Jednocześnie sąd apelacyjny wydał wyrok dwóch lat więzienia w zawieszeniu wobec funkcjonariusza włoskiej Obrony Cywilnej Bernardo De Bernardinisa.
W L'Aquili w Abruzji 6 kwietnia 2009 roku zginęło 309 osób, a 65 tysięcy pozostało bez dachu nad głową. Wstrząs sejsmiczny miał siłę ponad 6 w skali Richtera. Runęły domy i zabytki w historycznym centrum oraz na nowych osiedlach mieszkaniowych.
Specjaliści z komisji przy Obronie Cywilnej, wśród nich wulkanolodzy i geolodzy, otrzymali wcześniej kary 6 lat więzienia za nieumyślne spowodowanie śmierci i obrażeń wielu osób.
Adwokaci uniewinnionych wyrazili satysfakcję z wyroku.

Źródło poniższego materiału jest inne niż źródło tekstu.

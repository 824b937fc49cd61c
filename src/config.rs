// src/config.rs  --  Runtime configuration (CLI + TOML)
use crate::morse::{Codec, Timing};
use anyhow::{Context, Result};
use clap::{Parser, Subcommand};
use serde::{Deserialize, Serialize};
use std::path::{Path, PathBuf};

/// The example config is embedded directly in the binary at compile time.
/// Users can write it out with:  morse-codec --write-config
pub const DEFAULT_CONFIG_TOML: &str = include_str!("../config.toml.example");

// ── CLI ───────────────────────────────────────────────────────────────────────
#[derive(Parser, Debug)]
#[command(
    name    = "morse-codec",
    about   = "Morse code encoder / decoder",
    version,
)]
pub struct Cli {
    /// Config file path (default: ~/.config/morse-codec/config.toml)
    #[arg(short, long)]
    pub config: Option<PathBuf>,

    /// Separator between character codes (default: /)
    #[arg(short, long)]
    pub separator: Option<String>,

    /// Character speed in WPM for --timing (default: 20)
    #[arg(long)]
    pub wpm: Option<u8>,

    /// Farnsworth effective WPM for --timing; 0 = off
    #[arg(long)]
    pub farnsworth_wpm: Option<u8>,

    /// Print the estimated airtime after each encoded line
    #[arg(long, action)]
    pub timing: bool,

    /// Accept separators containing '.' or '-'
    #[arg(long, action)]
    pub no_strict: bool,

    /// Write the built-in default config.toml to the config path and exit.
    /// Use --config <PATH> to write to a custom location.
    #[arg(long, action)]
    pub write_config: bool,

    /// Print the built-in default config.toml to stdout and exit
    #[arg(long, action)]
    pub print_config: bool,

    #[command(subcommand)]
    pub command: Option<Command>,
}

#[derive(Subcommand, Debug, Clone, PartialEq)]
pub enum Command {
    /// Encode text; reads stdin lines when no TEXT is given
    Encode { text: Vec<String> },
    /// Decode Morse; reads stdin lines when no CODE is given
    Decode { code: Vec<String> },
    /// Print the symbol table
    Table,
}

// ── TOML file structure ───────────────────────────────────────────────────────
#[derive(Debug, Clone, Serialize, Deserialize, Default)]
pub struct FileConfig {
    pub codec:  Option<CodecCfg>,
    pub timing: Option<TimingCfg>,
}

#[derive(Debug, Clone, Serialize, Deserialize)]
pub struct CodecCfg {
    pub separator:        Option<String>,
    pub strict_separator: Option<bool>,
}

#[derive(Debug, Clone, Serialize, Deserialize)]
pub struct TimingCfg {
    pub wpm:            Option<u8>,
    pub farnsworth_wpm: Option<u8>,
    pub show:           Option<bool>,
}

// ── Resolved / merged config ──────────────────────────────────────────────────
#[derive(Debug, Clone, PartialEq)]
pub struct AppConfig {
    pub separator:        String,
    pub strict_separator: bool,
    /// Character speed for airtime estimates
    pub wpm:              u8,
    pub farnsworth_wpm:   u8,
    pub show_timing:      bool,
}

impl Default for AppConfig {
    fn default() -> Self {
        Self {
            separator:        "/".into(),
            strict_separator: true,
            wpm:              20,
            farnsworth_wpm:   0,
            show_timing:      false,
        }
    }
}

// ── Config loader ─────────────────────────────────────────────────────────────
impl AppConfig {
    /// Write the embedded default config to disk.
    /// Returns the path it was written to.
    pub fn write_default_config(cli: &Cli) -> Result<PathBuf> {
        let path = cli.config.clone().unwrap_or_else(default_config_path);
        if let Some(parent) = path.parent() {
            std::fs::create_dir_all(parent)
                .with_context(|| format!("Creating config directory {:?}", parent))?;
        }
        std::fs::write(&path, DEFAULT_CONFIG_TOML)
            .with_context(|| format!("Writing config to {:?}", path))?;
        Ok(path)
    }

    pub fn load(cli: &Cli) -> Result<Self> {
        let path = cli.config.clone().unwrap_or_else(default_config_path);
        let mut cfg = Self::from_file(&path)?;
        cfg.apply_cli(cli);
        log::debug!("[config] resolved {:?}", cfg);
        Ok(cfg)
    }

    /// Defaults overlaid with `path`, if it exists.
    pub fn from_file(path: &Path) -> Result<Self> {
        let mut cfg = Self::default();
        if path.exists() {
            let raw = std::fs::read_to_string(path)
                .with_context(|| format!("Reading config {:?}", path))?;
            let fc: FileConfig = toml::from_str(&raw)
                .with_context(|| format!("Parsing config {:?}", path))?;
            cfg.apply_file(&fc);
        } else {
            log::info!("[config] no config file at {}, using defaults", path.display());
        }
        Ok(cfg)
    }

    fn apply_file(&mut self, fc: &FileConfig) {
        if let Some(c) = &fc.codec {
            if let Some(v) = &c.separator        { self.separator        = v.clone(); }
            if let Some(v) = c.strict_separator  { self.strict_separator = v; }
        }
        if let Some(t) = &fc.timing {
            if let Some(v) = t.wpm            { self.wpm            = v; }
            if let Some(v) = t.farnsworth_wpm { self.farnsworth_wpm = v; }
            if let Some(v) = t.show           { self.show_timing    = v; }
        }
    }

    fn apply_cli(&mut self, cli: &Cli) {
        if let Some(v) = &cli.separator     { self.separator      = v.clone(); }
        if let Some(v) = cli.wpm            { self.wpm            = v; }
        if let Some(v) = cli.farnsworth_wpm { self.farnsworth_wpm = v; }
        if cli.timing                       { self.show_timing    = true; }
        if cli.no_strict                    { self.strict_separator = false; }
    }

    pub fn codec(&self) -> Result<Codec<'static>> {
        if self.strict_separator {
            Codec::new(&self.separator)
                .with_context(|| format!("Separator {:?}", self.separator))
        } else {
            Ok(Codec::unchecked(&self.separator))
        }
    }

    pub fn timing(&self) -> Timing {
        if self.farnsworth_wpm > 0 {
            Timing::farnsworth(self.wpm, self.farnsworth_wpm)
        } else {
            Timing::from_wpm(self.wpm)
        }
    }
}

fn default_config_path() -> PathBuf {
    config_dir().join("morse-codec").join("config.toml")
}

fn config_dir() -> PathBuf {
    if let Ok(v) = std::env::var("XDG_CONFIG_HOME") { return PathBuf::from(v); }
    if let Ok(v) = std::env::var("APPDATA")          { return PathBuf::from(v); }
    let home = std::env::var("HOME")
        .or_else(|_| std::env::var("USERPROFILE"))
        .unwrap_or_default();
    PathBuf::from(home).join(".config")
}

Zapewnili też o swym żalu z powodu śmierci ludzi w kataklizmie i dodali, że rozumieją reakcje obserwatorów procesu, którzy z chwilą odczytania wyroku wznosili w sądzie okrzyki "hańba".
"Nowe trzęsienie ziemi"
Krewni ofiar wyrazili natychmiast oburzenie wyrokiem. Protestowali też studenci przypominając dramat ich kolegów z akademika w L'Aquili, którzy zginęli w zawalonym budynku. Ściany domu studenta, podkreślono, pękały przez kilka dni, ale zagrożenie to zostało zlekceważone.
Rację oburzonym przyznał jedyny skazany w poniedziałek przedstawiciel Obrony Cywilnej, który wychodząc z sądu powiedział: - Gdybym był ojcem ofiary, postąpiłbym tak samo. Ofiara jest zawsze ofiarą - oświadczył w rozmowie z radiem RAI.

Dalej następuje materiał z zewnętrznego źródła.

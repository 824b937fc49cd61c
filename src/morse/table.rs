// src/morse/table.rs  --  Character ↔ code lookup tables
use super::error::{MorseError, Result};
use std::collections::HashMap;
use std::sync::OnceLock;

/// ITU Morse code, letters and digits
const ITU: [(char, &str); 36] = [
    ('a', ".-"),    ('b', "-..."),  ('c', "-.-."),  ('d', "-.."),
    ('e', "."),     ('f', "..-."),  ('g', "--."),   ('h', "...."),
    ('i', ".."),    ('j', ".---"),  ('k', "-.-"),   ('l', ".-.."),
    ('m', "--"),    ('n', "-."),    ('o', "---"),   ('p', ".--."),
    ('q', "--.-"),  ('r', ".-."),   ('s', "..."),   ('t', "-"),
    ('u', "..-"),   ('v', "...-"),  ('w', ".--"),   ('x', "-..-"),
    ('y', "-.--"),  ('z', "--.."),
    ('0', "-----"), ('1', ".----"), ('2', "..---"), ('3', "...--"),
    ('4', "....-"), ('5', "....."), ('6', "-...."), ('7', "--..."),
    ('8', "---.."), ('9', "----."),
];

static STANDARD: OnceLock<SymbolTable> = OnceLock::new();

/// Forward and reverse tables, built together and never mutated afterwards.
/// Characters are stored lowercase; lookups fold ASCII case.
#[derive(Debug, Clone)]
pub struct SymbolTable {
    entries: Vec<(char, &'static str)>,
    forward: HashMap<char, &'static str>,
    reverse: HashMap<&'static str, char>,
}

impl SymbolTable {
    /// The shared ITU table, built on first use.
    pub fn standard() -> &'static SymbolTable {
        STANDARD.get_or_init(|| {
            log::trace!("[table] building standard table ({} entries)", ITU.len());
            Self::build(ITU)
        })
    }

    /// Build a custom table. Characters must be printable ASCII and every
    /// code a non-empty run of `.`/`-`. Characters (case-folded) and codes
    /// must be unique.
    pub fn from_pairs<I>(pairs: I) -> Result<Self>
    where
        I: IntoIterator<Item = (char, &'static str)>,
    {
        let pairs: Vec<_> = pairs.into_iter().collect();
        for (i, &(ch, code)) in pairs.iter().enumerate() {
            if !ch.is_ascii_graphic() {
                return Err(MorseError::InvalidInput(format!(
                    "table characters must be printable ASCII, got {ch:?}"
                )));
            }
            if code.is_empty() || !code.bytes().all(|b| b == b'.' || b == b'-') {
                return Err(MorseError::InvalidInput(format!(
                    "code for '{ch}' must be dots and dashes, got {code:?}"
                )));
            }
            let lower = ch.to_ascii_lowercase();
            for &(other, other_code) in &pairs[..i] {
                if other.to_ascii_lowercase() == lower {
                    return Err(MorseError::InvalidInput(format!("duplicate character '{ch}'")));
                }
                if other_code == code {
                    return Err(MorseError::InvalidInput(format!(
                        "code {code} used for both '{other}' and '{ch}'"
                    )));
                }
            }
        }
        Ok(Self::build(pairs))
    }

    fn build<I>(pairs: I) -> Self
    where
        I: IntoIterator<Item = (char, &'static str)>,
    {
        let entries: Vec<_> = pairs
            .into_iter()
            .map(|(ch, code)| (ch.to_ascii_lowercase(), code))
            .collect();
        let forward = entries.iter().copied().collect();
        let reverse = entries.iter().map(|&(ch, code)| (code, ch)).collect();
        Self { entries, forward, reverse }
    }

    pub fn code_for(&self, ch: char) -> Option<&'static str> {
        self.forward.get(&ch.to_ascii_lowercase()).copied()
    }

    pub fn char_for(&self, code: &str) -> Option<char> {
        self.reverse.get(code).copied()
    }

    /// Entries in insertion order
    pub fn iter(&self) -> impl Iterator<Item = (char, &'static str)> + '_ {
        self.entries.iter().copied()
    }

    pub fn len(&self) -> usize { self.entries.len() }
    pub fn is_empty(&self) -> bool { self.entries.is_empty() }
}

#[cfg(test)]
mod tests {
    use super::*;

    #[test]
    fn test_standard_covers_letters_and_digits() {
        let t = SymbolTable::standard();
        assert_eq!(t.len(), 36);
        for ch in ('a'..='z').chain('0'..='9') {
            assert!(t.code_for(ch).is_some(), "missing {ch}");
        }
        assert_eq!(t.code_for('?'), None);
        assert_eq!(t.code_for(' '), None);
    }

    #[test]
    fn test_lookup_folds_case() {
        let t = SymbolTable::standard();
        assert_eq!(t.code_for('F'), Some("..-."));
        assert_eq!(t.code_for('f'), Some("..-."));
    }

    #[test]
    fn test_reverse_is_inverse() {
        let t = SymbolTable::standard();
        for (ch, code) in t.iter() {
            assert_eq!(t.char_for(code), Some(ch));
        }
        assert_eq!(t.char_for("......."), None);
        assert_eq!(t.char_for(""), None);
    }

    #[test]
    fn test_standard_is_shared() {
        assert!(std::ptr::eq(SymbolTable::standard(), SymbolTable::standard()));
    }

    #[test]
    fn test_from_pairs_rejects_bad_codes() {
        assert!(SymbolTable::from_pairs([('a', ".-"), ('b', ".-")]).is_err());
        assert!(SymbolTable::from_pairs([('a', ".-"), ('A', "-")]).is_err());
        assert!(SymbolTable::from_pairs([('a', "")]).is_err());
        assert!(SymbolTable::from_pairs([('a', ".x")]).is_err());
        assert!(SymbolTable::from_pairs([(' ', "..--")]).is_err());
        assert!(SymbolTable::from_pairs([('é', "..-..")]).is_err());
    }

    #[test]
    fn test_from_pairs_custom() {
        let t = SymbolTable::from_pairs([('?', "..--.."), ('E', ".")]).unwrap();
        assert_eq!(t.len(), 2);
        assert_eq!(t.code_for('e'), Some("."));
        assert_eq!(t.char_for("..--.."), Some('?'));
    }
}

- Ten wyrok to nowe trzęsienie ziemi - ocenił z kolei adwokat, występujący w imieniu rodzin ofiar. Zapowiedział skierowanie sprawy do Sądu Najwyższego. Zdumienia wyrokiem nie kryją też niektórzy lokalni politycy.

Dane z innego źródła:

// src/morse/error.rs  --  Codec error type
use thiserror::Error;

#[derive(Error, Debug, Clone, PartialEq, Eq)]
/// Failure of a single encode or decode call. There is never partial output.
pub enum MorseError {
    /// Input or separator the codec refuses to work with
    #[error("{0}")]
    InvalidInput(String),
    /// A character (encode) or token (decode) with no table entry
    #[error("unknown character {0}")]
    UnknownCharacter(String),
}

impl MorseError {
    pub(crate) fn invalid(msg: &str) -> Self {
        Self::InvalidInput(msg.to_string())
    }
}

/// Printable ASCII and spaces as-is, every other byte as `\xNN`.
pub(crate) fn escape_bytes(bytes: &[u8]) -> String {
    let mut out = String::with_capacity(bytes.len());
    for &b in bytes {
        if b == b' ' || b.is_ascii_graphic() {
            out.push(char::from(b));
        } else {
            out.push_str(&format!("\\x{b:02x}"));
        }
    }
    out
}

pub type Result<T> = std::result::Result<T, MorseError>;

Zdaniem protestujących, wśród nich komitetu mieszkańców, można było zapobiec tragedii w L'Aquili, gdyby eksperci podczas narady na temat sytuacji w mieście w przeddzień wstrząsu nie zlekceważyli sygnałów o aktywności sejsmicznej w tym rejonie. Należało, argumentują, ogłosić bezzwłoczną ewakuację miasta, które znajdowało się wśród najbardziej zagrożonych we Włoszech silnym trzęsieniem ziemi.
Po pierwszym wyroku skazującym wydanym wobec ekspertów, w ich obronie stanęło wielu naukowców ze świata. Przypomnieli oni, że nie można przewidzieć precyzyjnie trzęsienia ziemi i potępili obciążanie świata nauki odpowiedzialnością za kataklizm.